Great American Smokeout 2020

Since 1976, the American Cancer Society has hosted the Great American Smokeout, a public awareness event to encourage people to quit smoking. Organizations across the country use the event to encourage smokers to take action to quit smoking.

On Thursday, Nov. 19, at Feather River College, students and faculty have the opportunity to participate in the statewide day-of-action by visiting various booths with information and cessation materials for tobacco use. Because of COVID-19, the event will be less “hands-on” this year, but Plumas County Public Health Agency’s Tobacco Use Reduction Program, California Health Collaborative – Smoke Free High Country, Plumas Unified School District’s Tobacco Use Prevention Education, and Feather River College are partnering to bring visual displays, quit kits, a virtual trivia game where you can win a $10 local gift card, and additional cessation materials to students and faculty on-campus. Students and faculty are encouraged to tour the booths in the cafeteria from 11:30 a.m.-1 p.m. and will receive a free lunch ticket for stopping by.
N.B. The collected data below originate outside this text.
//! Cryptographic primitives for MTProto v1.
//!
//! Provides:
//! - AES-256-IGE encryption/decryption
//! - SHA-1 / SHA-256 hash macros
//! - Pollard-rho PQ factorization
//! - RSA encryption of the handshake inner payload
//! - `AuthKey` — 256-byte session key
//! - The v1 message envelope (SHA-1 key derivation, `msg_key` checks)
//! - DH nonce→key derivation for the handshake's temporary cipher

#![deny(unsafe_code)]

pub mod aes;
mod auth_key;
mod deque_buffer;
mod factorize;
pub mod rsa;
mod sha;

pub use auth_key::AuthKey;
pub use deque_buffer::DequeBuffer;
pub use factorize::{factorize, FactorizeError};

// ─── v1 message envelope ─────────────────────────────────────────────────────

/// Errors from [`decrypt_data`].
#[derive(Clone, Debug, PartialEq)]
pub enum DecryptError {
    /// Ciphertext too short, not block-aligned, or inner length out of range.
    InvalidBuffer,
    /// The `auth_key_id` in the ciphertext does not match our key.
    AuthKeyMismatch,
    /// The `msg_key` in the ciphertext does not match our computed value.
    MessageKeyMismatch,
}

impl std::fmt::Display for DecryptError {
    fn fmt(&self, f: &mut std::fmt::Formatter<'_>) -> std::fmt::Result {
        match self {
            Self::InvalidBuffer => write!(f, "invalid ciphertext buffer"),
            Self::AuthKeyMismatch => write!(f, "auth_key_id mismatch"),
            Self::MessageKeyMismatch => write!(f, "msg_key mismatch"),
        }
    }
}
impl std::error::Error for DecryptError {}

/// Which party produced a message. The key schedule differs per sender so
/// request and response streams never share cipher state.
#[derive(Clone, Copy, Debug, PartialEq, Eq)]
pub enum Side {
    /// Message authored by the client.
    Client,
    /// Message authored by the server.
    Server,
}

impl Side {
    fn x(&self) -> usize {
        match self {
            Side::Client => 0,
            Side::Server => 8,
        }
    }
}

/// The v1 key schedule: four SHA-1 digests over `msg_key` interleaved with
/// fixed 32-byte windows of the auth key, sliced into an AES key and IV.
fn calc_key(auth_key: &AuthKey, msg_key: &[u8; 16], side: Side) -> ([u8; 32], [u8; 32]) {
    let x = side.x();
    let k = &auth_key.data;

    let a = sha1!(msg_key, &k[x..x + 32]);
    let b = sha1!(&k[32 + x..48 + x], msg_key, &k[48 + x..64 + x]);
    let c = sha1!(&k[64 + x..96 + x], msg_key);
    let d = sha1!(msg_key, &k[96 + x..128 + x]);

    let mut aes_key = [0u8; 32];
    aes_key[..8].copy_from_slice(&a[..8]);
    aes_key[8..20].copy_from_slice(&b[8..20]);
    aes_key[20..].copy_from_slice(&c[4..16]);

    let mut aes_iv = [0u8; 32];
    aes_iv[..12].copy_from_slice(&a[8..20]);
    aes_iv[12..20].copy_from_slice(&b[..8]);
    aes_iv[20..24].copy_from_slice(&c[16..]);
    aes_iv[24..].copy_from_slice(&d[..8]);

    (aes_key, aes_iv)
}

fn padding_len(len: usize) -> usize {
    (16 - len % 16) % 16
}

/// Encrypt `buffer` (in place, with prepended header) as `side`.
///
/// `buffer` must hold the full inner envelope
/// `salt ‖ session_id ‖ msg_id ‖ seq_no ‖ len ‖ body`. After this call it
/// contains `auth_id ‖ msg_key ‖ ciphertext`.
pub fn encrypt_data(buffer: &mut DequeBuffer, auth_key: &AuthKey, side: Side) {
    let mut rnd = [0u8; 16];
    getrandom::getrandom(&mut rnd).expect("getrandom failed");
    do_encrypt_data(buffer, auth_key, side, &rnd);
}

pub(crate) fn do_encrypt_data(
    buffer: &mut DequeBuffer,
    auth_key: &AuthKey,
    side: Side,
    rnd: &[u8; 16],
) {
    // msg_key covers the plaintext *before* padding.
    let sha = sha1!(buffer.as_ref());
    let mut msg_key = [0u8; 16];
    msg_key.copy_from_slice(&sha[4..]);

    let pad = padding_len(buffer.len());
    buffer.extend(rnd.iter().take(pad).copied());

    let (key, iv) = calc_key(auth_key, &msg_key, side);
    aes::ige_encrypt(buffer.as_mut(), &key, &iv);

    buffer.extend_front(&msg_key);
    buffer.extend_front(&auth_key.key_id);
}

/// Decrypt a v1 ciphertext produced by `side`.
///
/// `buffer` must start with `auth_id ‖ msg_key ‖ ciphertext`. The inner
/// length field is used to recompute `msg_key` over the unpadded envelope;
/// a mismatch rejects the message. On success returns the plaintext slice
/// (header and body, without padding trimmed — the caller reads the length
/// field it already trusts).
pub fn decrypt_data<'a>(
    buffer: &'a mut [u8],
    auth_key: &AuthKey,
    side: Side,
) -> Result<&'a mut [u8], DecryptError> {
    if buffer.len() < 24 + 32 || (buffer.len() - 24) % 16 != 0 {
        return Err(DecryptError::InvalidBuffer);
    }
    if auth_key.key_id != buffer[..8] {
        return Err(DecryptError::AuthKeyMismatch);
    }
    let mut msg_key = [0u8; 16];
    msg_key.copy_from_slice(&buffer[8..24]);

    let (key, iv) = calc_key(auth_key, &msg_key, side);
    aes::ige_decrypt(&mut buffer[24..], &key, &iv);
    let plaintext = &mut buffer[24..];

    // salt(8) + session_id(8) + msg_id(8) + seq_no(4) + len(4)
    let body_len = u32::from_le_bytes(plaintext[28..32].try_into().unwrap()) as usize;
    let total = 32 + body_len;
    if total > plaintext.len() {
        return Err(DecryptError::InvalidBuffer);
    }

    let our_key = sha1!(&plaintext[..total]);
    if msg_key != our_key[4..] {
        return Err(DecryptError::MessageKeyMismatch);
    }
    Ok(plaintext)
}

/// Derive `(key, iv)` for the handshake's `encrypted_answer` from the nonces.
pub fn generate_key_data_from_nonce(
    server_nonce: &[u8; 16],
    new_nonce: &[u8; 32],
) -> ([u8; 32], [u8; 32]) {
    let h1 = sha1!(new_nonce, server_nonce);
    let h2 = sha1!(server_nonce, new_nonce);
    let h3 = sha1!(new_nonce, new_nonce);

    let mut key = [0u8; 32];
    key[..20].copy_from_slice(&h1);
    key[20..].copy_from_slice(&h2[..12]);

    let mut iv = [0u8; 32];
    iv[..8].copy_from_slice(&h2[12..]);
    iv[8..28].copy_from_slice(&h3);
    iv[28..].copy_from_slice(&new_nonce[..4]);

    (key, iv)
}

#[cfg(test)]
mod tests {
    use super::*;

    fn envelope(body: &[u8]) -> DequeBuffer {
        let mut buf = DequeBuffer::with_capacity(32 + body.len(), 24);
        buf.extend(0x1111_2222_3333_4444u64.to_le_bytes()); // salt
        buf.extend(0x5555_6666_7777_8888u64.to_le_bytes()); // session_id
        buf.extend(0x0102_0304_0506_0700u64.to_le_bytes()); // msg_id
        buf.extend(1i32.to_le_bytes()); // seq_no
        buf.extend((body.len() as u32).to_le_bytes());
        buf.extend(body.iter().copied());
        buf
    }

    fn key() -> AuthKey {
        AuthKey::from_bytes(core::array::from_fn(|i| (i * 7) as u8))
    }

    #[test]
    fn envelope_roundtrip() {
        let body = b"abcdefgh".to_vec();
        let mut buf = envelope(&body);
        let plain_before = buf.as_ref().to_vec();

        do_encrypt_data(&mut buf, &key(), Side::Server, &[0x55; 16]);
        let mut wire = buf.as_ref().to_vec();
        assert_eq!(&wire[..8], &key().key_id);

        let plain = decrypt_data(&mut wire, &key(), Side::Server).unwrap();
        assert_eq!(&plain[..plain_before.len()], &plain_before[..]);
    }

    #[test]
    fn sides_derive_distinct_keys() {
        let msg_key = [9u8; 16];
        let (kc, ivc) = calc_key(&key(), &msg_key, Side::Client);
        let (ks, ivs) = calc_key(&key(), &msg_key, Side::Server);
        assert_ne!(kc, ks);
        assert_ne!(ivc, ivs);
    }

    #[test]
    fn tampered_msg_key_is_rejected() {
        let mut buf = envelope(b"payload!");
        do_encrypt_data(&mut buf, &key(), Side::Server, &[0; 16]);
        let mut wire = buf.as_ref().to_vec();
        wire[10] ^= 0x01;
        assert_eq!(
            decrypt_data(&mut wire, &key(), Side::Server),
            Err(DecryptError::MessageKeyMismatch)
        );
    }

    #[test]
    fn wrong_auth_key_is_rejected() {
        let mut buf = envelope(b"payload!");
        do_encrypt_data(&mut buf, &key(), Side::Server, &[0; 16]);
        let mut wire = buf.as_ref().to_vec();
        let other = AuthKey::from_bytes([0xEE; 256]);
        assert_eq!(
            decrypt_data(&mut wire, &other, Side::Server),
            Err(DecryptError::AuthKeyMismatch)
        );
    }

    #[test]
    fn nonce_key_material_shape() {
        let (key, iv) = generate_key_data_from_nonce(&[1; 16], &[2; 32]);
        let h2 = sha1!(&[1u8; 16], &[2u8; 32]);
        assert_eq!(&key[20..], &h2[..12]);
        assert_eq!(&iv[28..], &[2u8; 4]);
    }

    #[test]
    fn sha_macros_concatenate_their_inputs() {
        assert_eq!(sha1!(b"ab", b"cd"), sha1!(b"abcd"));
        assert_eq!(sha256!(b"ab", b"cd"), sha256!(b"abcd"));
        assert_ne!(sha1!(b"ab")[..], sha256!(b"ab")[..20]);
    }
}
Smoking accounts for nearly one in three cancer deaths in the United States and increases the risk of cancers of the lung, mouth, larynx (voice box), pharynx (throat), esophagus (swallowing tube), kidney, cervix, liver, bladder, pancreas, stomach, and colon/rectum, as well as for myeloid leukemia.

Smoking not only causes cancer, but it also damages nearly every organ in the body, including the lungs, heart, blood vessels, reproductive organs, mouth, skin, eyes, and bones. About 1 out of 5 (480,000) deaths in the United States are due to smoking.


While the smoking rate has dropped significantly, from 42 percent in 1965 to 14 percent in 2017, the gains have been inconsistent. Some groups of Americans suffer disproportionately more from smoking-related cancer and other diseases, including those who have less education, who live below the poverty level, or who suffer from serious psychological distress, as well as certain racial and ethnic groups, and lesbians, gays, and bisexuals.

Quitting smoking can be extremely difficult. Experts say the best approach is to start with a plan and seek support. Quitting often takes multiple attempts. Smokers are strongly advised to use proven cessation methods, such as nicotine replacement therapies (NRTs, such as patches, gum, lozenges, etc.) or prescription medications and counseling, or a combination of all, to quit smoking. It’s a good idea to talk to your doctor or pharmacist to get their advice. Support is also important. Stop-smoking programs, telephone quitlines, self-help materials such as books and pamphlets, and smoking counselors or coaches can be a great help.